Supercharger Isolator Coupler Choice
I am about to remove my supercharger on a 3.0 V6 in order to swap the plastic Y-pipe that just started leaking, While I am there, I am planning to replace the isolator coupler and change the supercharger oil. I've read many reviews here that those who swapped the coupler for a solid/silicone version (ZZPerformance, Eaton or any other brand), they developed a characteristic supercharger rattle shortly after the swap. So, should I replace it with the same design as the original, the one with a spring? Mine is relatively quiet, but with 111K miles, I think it's time to change it. What should I do? I'd hate to swap it just to have a rattle develop while there's none today. Thanks much!
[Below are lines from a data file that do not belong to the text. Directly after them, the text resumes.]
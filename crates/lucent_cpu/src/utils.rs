#[inline]
pub fn is_contiguous(num_dims: usize, dims: &[usize], strides: &[usize]) -> bool {
    let mut acc = 1;
    for d in 0..num_dims {
        let dim_idx = num_dims - 1 - d;
        if dims[dim_idx] > 1 && acc != strides[dim_idx] {
            return false;
        }
        acc *= dims[dim_idx];
    }
    true
}

#[inline]
pub fn get_strided_index(idx: usize, num_dims: usize, dims: &[usize], strides: &[usize]) -> usize {
    let mut strided_i = 0;
    let mut remaining_idx = idx;

    for d in 0..num_dims {
        let dim_idx = num_dims - 1 - d;
        strided_i += (remaining_idx % dims[dim_idx]) * strides[dim_idx];
        remaining_idx /= dims[dim_idx];
    }

    strided_i
}

#[inline]
pub fn contiguous_strides(dims: &[usize]) -> Vec<usize> {
    let mut strides = vec![1; dims.len()];
    for d in (0..dims.len().saturating_sub(1)).rev() {
        strides[d] = strides[d + 1] * dims[d + 1];
    }
    strides
}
I am about to remove my supercharger on a 3.0 V6 in order to swap the plastic Y-pipe that just started leaking, While I am there, I am planning to replace the isolator coupler and change the supercharger oil. I've read many reviews here that those who swapped the coupler for a solid/silicone version (ZZPerformance, Eaton or any other brand), they developed a characteristic supercharger rattle shortly after the swap. So, should I replace it with the same design as the original, the one with a spring? Mine is relatively quiet, but with 111K miles, I think it's time to change it. What should I do? I'd hate to swap it just to have a rattle develop while there's none today. Thanks much!
Your choice but if no noise at 111K miles you have done well!
Mine stated clunking at less than 30K miles and at 65K miles it's still clunking. Just have not got around to changing it out. The spring loaded coupler has been improved some too. I have a factory snout assembly. I will just change the entire snout when I do swap it out.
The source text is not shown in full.